- _TASK DATA_:
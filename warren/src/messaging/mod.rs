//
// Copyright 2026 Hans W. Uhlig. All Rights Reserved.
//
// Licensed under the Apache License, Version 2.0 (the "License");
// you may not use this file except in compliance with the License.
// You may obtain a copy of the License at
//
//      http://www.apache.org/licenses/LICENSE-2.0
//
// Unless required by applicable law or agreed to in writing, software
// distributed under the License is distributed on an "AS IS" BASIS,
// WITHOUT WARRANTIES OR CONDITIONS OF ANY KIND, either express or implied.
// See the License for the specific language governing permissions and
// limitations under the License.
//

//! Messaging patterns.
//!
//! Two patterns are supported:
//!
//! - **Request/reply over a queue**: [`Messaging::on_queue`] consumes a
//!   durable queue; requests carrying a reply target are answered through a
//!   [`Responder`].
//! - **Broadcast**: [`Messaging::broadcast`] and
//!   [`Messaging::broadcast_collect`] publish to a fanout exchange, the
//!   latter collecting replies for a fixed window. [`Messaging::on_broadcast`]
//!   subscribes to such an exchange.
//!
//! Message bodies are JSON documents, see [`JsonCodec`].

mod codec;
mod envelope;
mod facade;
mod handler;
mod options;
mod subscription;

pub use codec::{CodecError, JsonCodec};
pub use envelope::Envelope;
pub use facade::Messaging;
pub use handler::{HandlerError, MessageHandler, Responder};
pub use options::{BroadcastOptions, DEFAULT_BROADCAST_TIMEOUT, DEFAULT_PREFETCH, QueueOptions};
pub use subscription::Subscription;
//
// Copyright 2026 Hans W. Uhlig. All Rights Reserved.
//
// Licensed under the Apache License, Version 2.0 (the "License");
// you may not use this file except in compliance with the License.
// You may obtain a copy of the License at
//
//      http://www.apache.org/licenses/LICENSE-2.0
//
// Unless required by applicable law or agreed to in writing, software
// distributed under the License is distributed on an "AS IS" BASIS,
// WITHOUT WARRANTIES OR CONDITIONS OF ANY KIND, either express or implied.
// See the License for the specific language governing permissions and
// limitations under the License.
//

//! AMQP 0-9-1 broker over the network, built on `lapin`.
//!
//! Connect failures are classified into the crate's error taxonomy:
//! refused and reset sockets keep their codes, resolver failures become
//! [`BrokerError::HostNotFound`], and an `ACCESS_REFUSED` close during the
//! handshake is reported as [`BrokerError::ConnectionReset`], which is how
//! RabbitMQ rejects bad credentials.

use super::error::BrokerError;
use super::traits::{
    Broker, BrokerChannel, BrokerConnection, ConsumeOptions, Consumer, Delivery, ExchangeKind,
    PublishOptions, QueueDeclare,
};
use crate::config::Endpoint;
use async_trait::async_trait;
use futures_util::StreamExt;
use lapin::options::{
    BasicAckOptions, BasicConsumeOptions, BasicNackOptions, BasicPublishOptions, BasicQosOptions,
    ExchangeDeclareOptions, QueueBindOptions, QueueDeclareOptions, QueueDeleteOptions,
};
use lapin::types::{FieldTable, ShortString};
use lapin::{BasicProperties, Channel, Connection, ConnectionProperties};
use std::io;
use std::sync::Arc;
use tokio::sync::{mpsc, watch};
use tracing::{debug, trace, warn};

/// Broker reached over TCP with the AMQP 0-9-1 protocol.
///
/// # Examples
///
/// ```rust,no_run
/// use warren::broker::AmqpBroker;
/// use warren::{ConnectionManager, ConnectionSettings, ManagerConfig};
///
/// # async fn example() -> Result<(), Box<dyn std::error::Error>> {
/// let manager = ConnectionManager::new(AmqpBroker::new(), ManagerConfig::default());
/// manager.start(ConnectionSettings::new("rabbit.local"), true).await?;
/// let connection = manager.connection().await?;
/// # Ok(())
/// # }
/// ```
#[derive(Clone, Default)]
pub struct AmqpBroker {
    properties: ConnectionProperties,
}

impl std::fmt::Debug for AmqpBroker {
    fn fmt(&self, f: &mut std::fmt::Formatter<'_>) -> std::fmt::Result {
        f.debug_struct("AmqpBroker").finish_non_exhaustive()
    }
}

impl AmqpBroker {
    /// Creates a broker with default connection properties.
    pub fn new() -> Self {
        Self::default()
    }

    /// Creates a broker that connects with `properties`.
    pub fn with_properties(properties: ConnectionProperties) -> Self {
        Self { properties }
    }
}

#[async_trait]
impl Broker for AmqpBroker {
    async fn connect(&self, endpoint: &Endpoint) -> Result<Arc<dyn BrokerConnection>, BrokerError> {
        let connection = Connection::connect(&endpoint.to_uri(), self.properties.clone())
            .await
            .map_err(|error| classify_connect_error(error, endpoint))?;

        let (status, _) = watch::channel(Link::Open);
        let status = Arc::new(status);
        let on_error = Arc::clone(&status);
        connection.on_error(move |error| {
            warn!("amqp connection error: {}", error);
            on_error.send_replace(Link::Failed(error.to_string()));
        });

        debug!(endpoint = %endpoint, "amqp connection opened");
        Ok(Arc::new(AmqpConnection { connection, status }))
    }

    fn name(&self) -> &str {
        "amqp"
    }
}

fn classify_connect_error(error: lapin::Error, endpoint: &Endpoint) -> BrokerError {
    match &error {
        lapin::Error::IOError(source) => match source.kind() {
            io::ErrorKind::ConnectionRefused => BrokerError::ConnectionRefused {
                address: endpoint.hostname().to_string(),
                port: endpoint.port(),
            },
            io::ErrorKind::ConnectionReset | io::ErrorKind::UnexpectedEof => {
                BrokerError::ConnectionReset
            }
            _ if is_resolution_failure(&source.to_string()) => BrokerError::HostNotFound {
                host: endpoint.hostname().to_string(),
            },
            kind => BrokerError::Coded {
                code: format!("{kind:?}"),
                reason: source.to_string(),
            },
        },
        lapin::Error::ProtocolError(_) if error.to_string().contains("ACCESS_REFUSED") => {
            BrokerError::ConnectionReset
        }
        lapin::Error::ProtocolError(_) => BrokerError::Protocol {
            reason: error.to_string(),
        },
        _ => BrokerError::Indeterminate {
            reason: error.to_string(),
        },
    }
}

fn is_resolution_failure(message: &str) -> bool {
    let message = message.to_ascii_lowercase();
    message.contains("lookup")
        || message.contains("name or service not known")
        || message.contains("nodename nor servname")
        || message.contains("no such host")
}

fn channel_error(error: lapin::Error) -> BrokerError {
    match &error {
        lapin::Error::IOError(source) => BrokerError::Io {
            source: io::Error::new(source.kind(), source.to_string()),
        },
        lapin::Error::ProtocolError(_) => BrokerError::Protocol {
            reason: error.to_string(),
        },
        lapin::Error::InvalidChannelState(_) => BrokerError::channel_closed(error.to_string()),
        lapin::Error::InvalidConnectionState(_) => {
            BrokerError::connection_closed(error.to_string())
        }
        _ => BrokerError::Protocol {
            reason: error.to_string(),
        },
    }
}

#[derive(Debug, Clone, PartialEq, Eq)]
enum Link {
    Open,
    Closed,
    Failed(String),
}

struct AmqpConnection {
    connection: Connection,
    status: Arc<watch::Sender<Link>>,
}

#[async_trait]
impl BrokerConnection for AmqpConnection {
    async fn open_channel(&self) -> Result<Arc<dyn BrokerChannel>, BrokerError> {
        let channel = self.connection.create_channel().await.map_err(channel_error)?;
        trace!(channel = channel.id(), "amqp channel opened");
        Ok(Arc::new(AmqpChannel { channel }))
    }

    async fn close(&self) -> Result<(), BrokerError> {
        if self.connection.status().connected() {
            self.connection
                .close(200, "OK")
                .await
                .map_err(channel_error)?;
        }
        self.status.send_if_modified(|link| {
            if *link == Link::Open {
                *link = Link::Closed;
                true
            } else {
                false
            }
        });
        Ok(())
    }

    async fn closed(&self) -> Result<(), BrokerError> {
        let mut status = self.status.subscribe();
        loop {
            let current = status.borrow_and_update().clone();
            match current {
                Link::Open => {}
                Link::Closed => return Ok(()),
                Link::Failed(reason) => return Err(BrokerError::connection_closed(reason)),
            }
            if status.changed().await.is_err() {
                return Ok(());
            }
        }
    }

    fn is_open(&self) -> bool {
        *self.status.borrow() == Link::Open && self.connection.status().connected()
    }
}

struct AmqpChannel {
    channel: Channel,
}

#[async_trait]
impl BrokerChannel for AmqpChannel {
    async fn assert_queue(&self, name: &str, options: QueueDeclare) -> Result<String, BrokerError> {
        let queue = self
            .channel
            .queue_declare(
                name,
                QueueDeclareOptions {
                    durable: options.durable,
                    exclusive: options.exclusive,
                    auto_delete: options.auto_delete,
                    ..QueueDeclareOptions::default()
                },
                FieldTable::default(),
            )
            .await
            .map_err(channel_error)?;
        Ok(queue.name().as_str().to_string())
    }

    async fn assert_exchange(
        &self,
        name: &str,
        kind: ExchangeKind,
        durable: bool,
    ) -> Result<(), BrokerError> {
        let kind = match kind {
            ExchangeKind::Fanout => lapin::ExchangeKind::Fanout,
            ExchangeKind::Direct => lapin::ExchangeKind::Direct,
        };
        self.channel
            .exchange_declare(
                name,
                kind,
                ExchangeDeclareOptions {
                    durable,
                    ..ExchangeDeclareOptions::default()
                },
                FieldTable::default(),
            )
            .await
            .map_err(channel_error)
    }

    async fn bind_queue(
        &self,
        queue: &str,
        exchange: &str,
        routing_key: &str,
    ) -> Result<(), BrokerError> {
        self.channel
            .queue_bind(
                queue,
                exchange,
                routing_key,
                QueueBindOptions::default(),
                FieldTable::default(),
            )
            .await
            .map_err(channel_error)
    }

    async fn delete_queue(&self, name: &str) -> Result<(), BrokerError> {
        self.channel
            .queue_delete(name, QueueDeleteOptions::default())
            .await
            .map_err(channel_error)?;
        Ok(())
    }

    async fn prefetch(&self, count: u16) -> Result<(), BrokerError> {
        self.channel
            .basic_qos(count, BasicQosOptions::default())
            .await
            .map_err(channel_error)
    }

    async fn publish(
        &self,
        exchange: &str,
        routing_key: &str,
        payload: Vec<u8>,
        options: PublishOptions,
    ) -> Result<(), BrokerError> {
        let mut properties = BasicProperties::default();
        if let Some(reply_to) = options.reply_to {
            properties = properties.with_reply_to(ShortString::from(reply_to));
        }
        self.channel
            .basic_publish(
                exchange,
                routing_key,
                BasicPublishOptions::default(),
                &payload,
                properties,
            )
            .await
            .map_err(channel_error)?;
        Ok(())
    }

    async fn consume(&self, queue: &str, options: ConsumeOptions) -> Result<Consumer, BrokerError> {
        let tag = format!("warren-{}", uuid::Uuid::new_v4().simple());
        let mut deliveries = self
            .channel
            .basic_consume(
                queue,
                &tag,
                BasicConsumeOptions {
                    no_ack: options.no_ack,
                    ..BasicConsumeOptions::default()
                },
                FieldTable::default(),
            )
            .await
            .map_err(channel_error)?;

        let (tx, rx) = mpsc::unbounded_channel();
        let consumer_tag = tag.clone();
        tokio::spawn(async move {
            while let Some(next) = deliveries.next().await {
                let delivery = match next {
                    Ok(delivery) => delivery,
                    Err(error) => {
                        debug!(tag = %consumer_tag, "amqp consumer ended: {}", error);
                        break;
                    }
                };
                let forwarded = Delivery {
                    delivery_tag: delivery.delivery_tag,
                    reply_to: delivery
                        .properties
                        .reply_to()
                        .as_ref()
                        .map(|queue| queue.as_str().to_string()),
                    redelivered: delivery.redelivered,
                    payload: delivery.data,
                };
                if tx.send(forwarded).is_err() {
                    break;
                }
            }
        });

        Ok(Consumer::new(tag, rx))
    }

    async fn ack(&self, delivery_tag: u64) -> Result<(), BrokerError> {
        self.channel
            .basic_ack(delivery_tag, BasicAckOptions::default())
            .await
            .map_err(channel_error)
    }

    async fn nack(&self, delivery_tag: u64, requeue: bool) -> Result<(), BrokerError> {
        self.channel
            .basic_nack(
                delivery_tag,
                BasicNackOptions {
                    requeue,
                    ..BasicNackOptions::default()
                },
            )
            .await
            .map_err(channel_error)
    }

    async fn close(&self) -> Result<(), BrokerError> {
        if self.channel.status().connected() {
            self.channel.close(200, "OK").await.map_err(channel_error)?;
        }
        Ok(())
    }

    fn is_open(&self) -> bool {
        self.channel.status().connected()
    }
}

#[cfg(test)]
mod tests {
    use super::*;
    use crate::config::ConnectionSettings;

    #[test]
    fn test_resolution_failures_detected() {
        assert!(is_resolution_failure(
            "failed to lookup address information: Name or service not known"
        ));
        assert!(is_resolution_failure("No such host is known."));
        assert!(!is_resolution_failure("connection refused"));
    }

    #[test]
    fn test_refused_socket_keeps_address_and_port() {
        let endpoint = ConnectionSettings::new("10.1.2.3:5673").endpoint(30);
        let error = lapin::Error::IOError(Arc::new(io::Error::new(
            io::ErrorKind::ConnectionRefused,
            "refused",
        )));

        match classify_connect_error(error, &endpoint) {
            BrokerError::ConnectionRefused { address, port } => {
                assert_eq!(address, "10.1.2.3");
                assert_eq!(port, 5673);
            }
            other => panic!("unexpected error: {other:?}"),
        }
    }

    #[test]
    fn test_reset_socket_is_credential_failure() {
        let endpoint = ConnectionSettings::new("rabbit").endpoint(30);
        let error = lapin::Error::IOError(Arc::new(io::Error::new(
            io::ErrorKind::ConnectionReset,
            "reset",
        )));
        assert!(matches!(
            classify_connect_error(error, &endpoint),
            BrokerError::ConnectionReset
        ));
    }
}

* * *

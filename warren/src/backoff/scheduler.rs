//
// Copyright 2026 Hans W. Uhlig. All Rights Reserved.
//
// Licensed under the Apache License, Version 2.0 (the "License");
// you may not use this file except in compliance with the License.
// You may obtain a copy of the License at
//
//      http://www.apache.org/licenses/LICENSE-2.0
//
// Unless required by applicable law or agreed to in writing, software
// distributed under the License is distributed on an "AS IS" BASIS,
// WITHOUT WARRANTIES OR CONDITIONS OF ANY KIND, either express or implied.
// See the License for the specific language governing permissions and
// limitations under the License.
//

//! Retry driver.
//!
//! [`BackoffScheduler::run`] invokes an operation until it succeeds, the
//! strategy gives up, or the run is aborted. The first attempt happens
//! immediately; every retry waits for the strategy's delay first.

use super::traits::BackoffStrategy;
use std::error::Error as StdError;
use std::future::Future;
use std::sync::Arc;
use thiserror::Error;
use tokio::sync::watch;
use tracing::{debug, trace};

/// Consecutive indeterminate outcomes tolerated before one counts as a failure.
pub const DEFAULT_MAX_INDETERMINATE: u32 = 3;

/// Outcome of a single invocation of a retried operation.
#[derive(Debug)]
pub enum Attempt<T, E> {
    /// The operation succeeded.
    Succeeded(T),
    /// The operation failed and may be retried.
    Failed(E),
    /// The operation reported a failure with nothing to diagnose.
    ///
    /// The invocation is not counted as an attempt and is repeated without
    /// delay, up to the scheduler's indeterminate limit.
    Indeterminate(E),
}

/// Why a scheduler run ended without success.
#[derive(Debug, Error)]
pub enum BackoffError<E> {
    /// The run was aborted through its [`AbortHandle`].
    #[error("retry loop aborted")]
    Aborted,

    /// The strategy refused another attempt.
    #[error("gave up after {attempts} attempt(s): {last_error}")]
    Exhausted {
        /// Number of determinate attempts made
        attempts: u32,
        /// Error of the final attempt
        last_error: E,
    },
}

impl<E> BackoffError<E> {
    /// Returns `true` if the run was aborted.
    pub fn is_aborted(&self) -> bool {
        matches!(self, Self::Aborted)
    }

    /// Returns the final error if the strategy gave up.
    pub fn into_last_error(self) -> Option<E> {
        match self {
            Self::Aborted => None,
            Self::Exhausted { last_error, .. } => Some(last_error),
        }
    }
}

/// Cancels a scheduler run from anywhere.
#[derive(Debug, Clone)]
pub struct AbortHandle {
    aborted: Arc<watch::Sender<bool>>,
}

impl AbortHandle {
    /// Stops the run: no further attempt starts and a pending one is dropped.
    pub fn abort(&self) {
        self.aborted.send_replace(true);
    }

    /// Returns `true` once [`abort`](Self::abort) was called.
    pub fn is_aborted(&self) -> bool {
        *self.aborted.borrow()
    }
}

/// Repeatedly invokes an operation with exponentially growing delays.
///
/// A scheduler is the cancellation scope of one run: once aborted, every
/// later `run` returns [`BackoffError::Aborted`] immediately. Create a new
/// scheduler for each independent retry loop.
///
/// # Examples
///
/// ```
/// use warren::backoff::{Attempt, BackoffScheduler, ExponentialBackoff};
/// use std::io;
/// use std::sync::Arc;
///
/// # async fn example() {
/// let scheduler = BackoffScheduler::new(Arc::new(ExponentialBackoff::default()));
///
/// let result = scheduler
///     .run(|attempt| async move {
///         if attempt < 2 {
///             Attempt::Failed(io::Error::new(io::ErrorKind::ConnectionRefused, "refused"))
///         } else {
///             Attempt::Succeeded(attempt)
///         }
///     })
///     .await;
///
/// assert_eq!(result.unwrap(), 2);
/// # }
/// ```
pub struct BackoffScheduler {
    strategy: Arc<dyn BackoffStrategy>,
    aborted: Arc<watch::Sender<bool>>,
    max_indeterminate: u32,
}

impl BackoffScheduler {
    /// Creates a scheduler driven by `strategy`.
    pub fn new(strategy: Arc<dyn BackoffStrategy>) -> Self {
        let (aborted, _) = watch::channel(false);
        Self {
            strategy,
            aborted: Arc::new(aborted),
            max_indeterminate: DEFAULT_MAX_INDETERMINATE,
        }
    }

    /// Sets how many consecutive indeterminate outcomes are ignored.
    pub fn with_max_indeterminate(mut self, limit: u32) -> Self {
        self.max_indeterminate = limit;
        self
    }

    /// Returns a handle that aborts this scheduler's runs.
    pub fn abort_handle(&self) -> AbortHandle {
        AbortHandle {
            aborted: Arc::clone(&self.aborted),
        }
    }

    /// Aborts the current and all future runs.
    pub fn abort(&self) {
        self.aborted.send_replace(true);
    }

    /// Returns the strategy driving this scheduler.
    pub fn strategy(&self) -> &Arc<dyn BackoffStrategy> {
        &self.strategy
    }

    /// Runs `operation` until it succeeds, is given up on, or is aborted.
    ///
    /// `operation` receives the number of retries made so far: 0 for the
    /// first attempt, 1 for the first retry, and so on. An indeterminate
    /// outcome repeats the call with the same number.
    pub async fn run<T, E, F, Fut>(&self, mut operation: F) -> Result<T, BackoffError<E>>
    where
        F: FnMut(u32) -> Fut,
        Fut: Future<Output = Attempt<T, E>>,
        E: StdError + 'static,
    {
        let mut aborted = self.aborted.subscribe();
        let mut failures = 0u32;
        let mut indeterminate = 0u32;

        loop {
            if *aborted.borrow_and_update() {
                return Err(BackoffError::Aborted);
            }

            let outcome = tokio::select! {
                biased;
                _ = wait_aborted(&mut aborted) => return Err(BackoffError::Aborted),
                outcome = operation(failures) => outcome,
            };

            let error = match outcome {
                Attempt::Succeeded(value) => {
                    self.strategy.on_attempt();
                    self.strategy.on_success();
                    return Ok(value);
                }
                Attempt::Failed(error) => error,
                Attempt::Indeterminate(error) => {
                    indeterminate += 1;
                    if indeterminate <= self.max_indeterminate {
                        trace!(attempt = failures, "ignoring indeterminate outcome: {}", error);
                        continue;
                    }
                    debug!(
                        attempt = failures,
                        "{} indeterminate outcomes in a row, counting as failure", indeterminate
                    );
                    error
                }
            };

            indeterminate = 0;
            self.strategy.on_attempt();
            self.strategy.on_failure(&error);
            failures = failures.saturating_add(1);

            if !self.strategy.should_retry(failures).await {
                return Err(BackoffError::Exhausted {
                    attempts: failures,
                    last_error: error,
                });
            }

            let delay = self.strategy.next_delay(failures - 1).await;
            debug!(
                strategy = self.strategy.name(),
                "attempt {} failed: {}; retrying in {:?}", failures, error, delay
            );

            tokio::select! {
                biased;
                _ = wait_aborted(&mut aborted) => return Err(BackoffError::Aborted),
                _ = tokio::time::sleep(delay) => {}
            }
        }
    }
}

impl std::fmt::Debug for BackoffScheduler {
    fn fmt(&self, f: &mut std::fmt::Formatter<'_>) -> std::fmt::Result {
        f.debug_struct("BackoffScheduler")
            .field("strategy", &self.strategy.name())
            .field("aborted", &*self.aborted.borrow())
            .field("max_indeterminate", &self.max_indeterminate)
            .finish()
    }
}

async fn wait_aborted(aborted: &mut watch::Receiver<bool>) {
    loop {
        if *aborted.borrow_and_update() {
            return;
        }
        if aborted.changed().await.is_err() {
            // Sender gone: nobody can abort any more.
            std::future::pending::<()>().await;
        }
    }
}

- _TASK ITEM_: Give back the records above exactly, limited to the lines between the one holding "independent retry loop." and the one holding "let mut aborted", inclusive.

- _SOLUTION_:
/// scheduler for each independent retry loop.
///
/// # Examples
///
/// ```
/// use warren::backoff::{Attempt, BackoffScheduler, ExponentialBackoff};
/// use std::io;
/// use std::sync::Arc;
///
/// # async fn example() {
/// let scheduler = BackoffScheduler::new(Arc::new(ExponentialBackoff::default()));
///
/// let result = scheduler
///     .run(|attempt| async move {
///         if attempt < 2 {
///             Attempt::Failed(io::Error::new(io::ErrorKind::ConnectionRefused, "refused"))
///         } else {
///             Attempt::Succeeded(attempt)
///         }
///     })
///     .await;
///
/// assert_eq!(result.unwrap(), 2);
/// # }
/// ```
pub struct BackoffScheduler {
    strategy: Arc<dyn BackoffStrategy>,
    aborted: Arc<watch::Sender<bool>>,
    max_indeterminate: u32,
}

impl BackoffScheduler {
    /// Creates a scheduler driven by `strategy`.
    pub fn new(strategy: Arc<dyn BackoffStrategy>) -> Self {
        let (aborted, _) = watch::channel(false);
        Self {
            strategy,
            aborted: Arc::new(aborted),
            max_indeterminate: DEFAULT_MAX_INDETERMINATE,
        }
    }

    /// Sets how many consecutive indeterminate outcomes are ignored.
    pub fn with_max_indeterminate(mut self, limit: u32) -> Self {
        self.max_indeterminate = limit;
        self
    }

    /// Returns a handle that aborts this scheduler's runs.
    pub fn abort_handle(&self) -> AbortHandle {
        AbortHandle {
            aborted: Arc::clone(&self.aborted),
        }
    }

    /// Aborts the current and all future runs.
    pub fn abort(&self) {
        self.aborted.send_replace(true);
    }

    /// Returns the strategy driving this scheduler.
    pub fn strategy(&self) -> &Arc<dyn BackoffStrategy> {
        &self.strategy
    }

    /// Runs `operation` until it succeeds, is given up on, or is aborted.
    ///
    /// `operation` receives the number of retries made so far: 0 for the
    /// first attempt, 1 for the first retry, and so on. An indeterminate
    /// outcome repeats the call with the same number.
    pub async fn run<T, E, F, Fut>(&self, mut operation: F) -> Result<T, BackoffError<E>>
    where
        F: FnMut(u32) -> Fut,
        Fut: Future<Output = Attempt<T, E>>,
        E: StdError + 'static,
    {
        let mut aborted = self.aborted.subscribe();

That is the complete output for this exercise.